To make sure everything is working:

uv run pytest -n 8

Basic Usage#

Once installed, the package can be imported via import mujoco_warp as mjw. Structs, functions, and enums are available directly from the top-level mjw module.

Structs#

Before running MJWarp functions on an NVIDIA GPU, structs must be copied onto the device via mjw.put_model and mjw.make_data or mjw.put_data functions. Placing an mjModel on device yields an mjw.Model. Placing an mjData on device yields an mjw.Data.

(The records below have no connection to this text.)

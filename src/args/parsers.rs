use std::time::Duration;

use super::types::{PositiveU64, PositiveUsize};
use crate::error::{AppError, AppResult, ValidationError};

pub(super) fn parse_positive_u64(s: &str) -> AppResult<PositiveU64> {
    s.parse::<PositiveU64>().map_err(AppError::from)
}

pub(super) fn parse_positive_usize(s: &str) -> AppResult<PositiveUsize> {
    s.parse::<PositiveUsize>().map_err(AppError::from)
}

pub(crate) fn parse_bool_env(s: &str) -> AppResult<bool> {
    match s.trim().to_ascii_lowercase().as_str() {
        "1" | "true" | "yes" | "y" | "on" => Ok(true),
        "0" | "false" | "no" | "n" | "off" => Ok(false),
        _ => Err(AppError::validation(ValidationError::InvalidBoolean {
            value: s.to_owned(),
        })),
    }
}

/// Parses `<digits>[ms|s|m|h]`, seconds when the unit is omitted. Zero is
/// accepted.
pub(crate) fn parse_duration_value(s: &str) -> Result<Duration, ValidationError> {
    let value = s.trim();
    if value.is_empty() {
        return Err(ValidationError::DurationEmpty);
    }

    let digits_len = value.chars().take_while(char::is_ascii_digit).count();
    if digits_len == 0 {
        return Err(ValidationError::InvalidDurationFormat {
            value: value.to_owned(),
        });
    }
    let (num_part, unit_part) = value.split_at(digits_len);
    let number: u64 =
        num_part
            .parse()
            .map_err(|err| ValidationError::InvalidDurationNumber {
                value: value.to_owned(),
                source: err,
            })?;

    let unit = if unit_part.is_empty() { "s" } else { unit_part };
    let seconds_per_unit: u64 = match unit {
        "ms" => return Ok(Duration::from_millis(number)),
        "s" => 1,
        "m" => 60,
        "h" => 3600,
        _ => {
            return Err(ValidationError::InvalidDurationUnit {
                unit: unit.to_owned(),
            });
        }
    };
    let secs = number
        .checked_mul(seconds_per_unit)
        .ok_or(ValidationError::DurationOverflow)?;
    Ok(Duration::from_secs(secs))
}

/// Like [`parse_duration_value`] but rejects zero.
pub(crate) fn parse_duration_arg(s: &str) -> AppResult<Duration> {
    ensure_nonzero_duration(parse_duration_value(s)?).map_err(AppError::from)
}

pub(crate) const fn ensure_nonzero_duration(
    duration: Duration,
) -> Result<Duration, ValidationError> {
    if duration.is_zero() {
        Err(ValidationError::DurationZero)
    } else {
        Ok(duration)
    }
}

fn parse_float(s: &str) -> Result<f64, ValidationError> {
    s.trim()
        .parse::<f64>()
        .map_err(|err| ValidationError::InvalidFloat {
            value: s.to_owned(),
            source: err,
        })
}

/// Finite and strictly positive.
pub(crate) fn ensure_positive_f64(value: f64) -> Result<f64, ValidationError> {
    if value.is_finite() && value > 0.0 {
        Ok(value)
    } else {
        Err(ValidationError::NotPositive {
            value: value.to_string(),
        })
    }
}

/// Share of a rate, in `(0, 1]`.
pub(crate) fn ensure_fraction(value: f64) -> Result<f64, ValidationError> {
    if value > 0.0 && value <= 1.0 {
        Ok(value)
    } else {
        Err(ValidationError::FractionOutOfRange {
            value: value.to_string(),
        })
    }
}

/// Threshold ratio, in `[0, 1]`.
pub(crate) fn ensure_ratio(value: f64) -> Result<f64, ValidationError> {
    if (0.0..=1.0).contains(&value) {
        Ok(value)
    } else {
        Err(ValidationError::RatioOutOfRange {
            value: value.to_string(),
        })
    }
}

pub(crate) fn parse_positive_f64(s: &str) -> AppResult<f64> {
    Ok(ensure_positive_f64(parse_float(s)?)?)
}

pub(crate) fn parse_fraction(s: &str) -> AppResult<f64> {
    Ok(ensure_fraction(parse_float(s)?)?)
}

pub(crate) fn parse_ratio(s: &str) -> AppResult<f64> {
    Ok(ensure_ratio(parse_float(s)?)?)
}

mjm = mujoco.MjModel.from_xml_string("...")
mjd = mujoco.MjData(mjm)
m = mjw.put_model(mjm)
d = mjw.put_data(mjm, mjd)

These MJWarp variants mirror their MuJoCo counterparts but have a few key differences:

  1. mjw.Model and mjw.Data contain Warp arrays that are copied onto device.

  2. Some fields are missing from mjw.Model and mjw.Data for features that are unsupported.

Batch sizes#

MJWarp is optimized for parallel simulation. A batch of simulations can be specified with three parameters:

  • nworld: Number of worlds to simulate.

  • nconmax: Expected number of contacts per world. The maximum number of contacts for all worlds is nconmax * nworld.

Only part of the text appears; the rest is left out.